| AUTEL, subst. masc. I.− RELIGION A.− [Dans l'Antiq.] 1. Tertre, table exhaussée sur lesquels on déposait les offrandes à la divinité, on offrait les sacrifices aux dieux : 1. Ces tumulus restés blancs, malgré les années, de la blancheur du corail, et surmontés de grands arbres noirs, − évoquent les souvenirs de la terrible religion du passé; c'étaient aussi les autels où les victimes humaines étaient immolées à la mémoire des morts.
Loti, Le Mariage de Loti,1882, p. 88. 2. Les iahvéistes d'Israël (...) avaient pour principe fondamental que l'autel doit être en plein air et formé de pierres non dégrossies. D'autres fois, l'autel n'était qu'un entassement de mottes de terre.
E. Renan, Hist. du peuple d'Israël,t. 2, 1889, p. 258. SYNT. Autels funéraires. Autels érigés sur la tombe des morts. Autels votifs.
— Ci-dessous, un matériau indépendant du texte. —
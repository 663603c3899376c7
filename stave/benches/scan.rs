//! Benchmarks for the Source Scanner (spec.md §4.A).

use std::fs;

use tempfile::TempDir;

fn main() {
    divan::main();
}

const FILE_COUNTS: &[usize] = &[1, 10, 50, 200];

#[divan::bench(args = FILE_COUNTS, sample_count = 20)]
fn scan_tagged_directory(bencher: divan::Bencher, count: usize) {
    bencher
        .with_inputs(|| {
            let dir = TempDir::new().expect("create temp dir");
            for i in 0..count {
                fs::write(
                    dir.path().join(format!("target_{i}.rs")),
                    format!("{}\npub fn target_{i}() {{}}\n", stave::scan::BUILD_TAG),
                )
                .expect("write fixture");
            }
            dir
        })
        .bench_values(|dir| stave::scan::scan(dir.path()).expect("scan directory"));
}

#[divan::bench(sample_count = 20)]
fn scan_dedicated_subdirectory(bencher: divan::Bencher) {
    bencher
        .with_inputs(|| {
            let dir = TempDir::new().expect("create temp dir");
            let sub = dir.path().join(stave::scan::DEDICATED_SUBDIR);
            fs::create_dir(&sub).expect("create dedicated subdirectory");
            for i in 0..50 {
                fs::write(sub.join(format!("target_{i}.rs")), format!("pub fn target_{i}() {{}}\n"))
                    .expect("write fixture");
            }
            dir
        })
        .bench_values(|dir| stave::scan::scan(dir.path()).expect("scan directory"));
}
Autels consacrés à une divinité en reconnaissance de bienfaits reçus. − P. anal. [Religions animistes, etc.] Tout dispositif remplissant une fonction religieuse semblable. 2. P. métaph. ou au fig. a) Autel, symbole d'adoration, d'idolâtrie, de culte, de vénération, d'amour : 3. Ô femme! Étrange objet de joie et de supplice!
Mystérieux autel où, dans le sacrifice,
On entend tour à tour blasphémer et prier!
Musset, Rolla,1833, p. 20. 4. ... le rocher sacré de l'Acropole (...) resta debout comme l'autel du génie humain au milieu des solitudes et des ruines qu'avait faites la barbarie plus que le temps...
T. Gautier, Guide de l'amateur au Musée du Louvre,1872, p. 197. ♦ Dresser, élever des autels à qqn. Rendre à quelqu'un les honneurs que l'on voue à une divinité : 5. Et croit-on que les démagogues qui crient à la liberté lui élèvent un autel dans leur cœur?
Chateaubriand, Correspondance gén.,t. 2, 1789-1824. b) Autel, symbole de sacrifice, d'immolation : 6. Tous les mariages du monde se célèbrent d'une manière identique, avec le même cortège obligé de diners et de réceptions. Il n'y a de différence que dans la valeur de l'idéal sacrifié sur l'autel des convenances par la fiancée.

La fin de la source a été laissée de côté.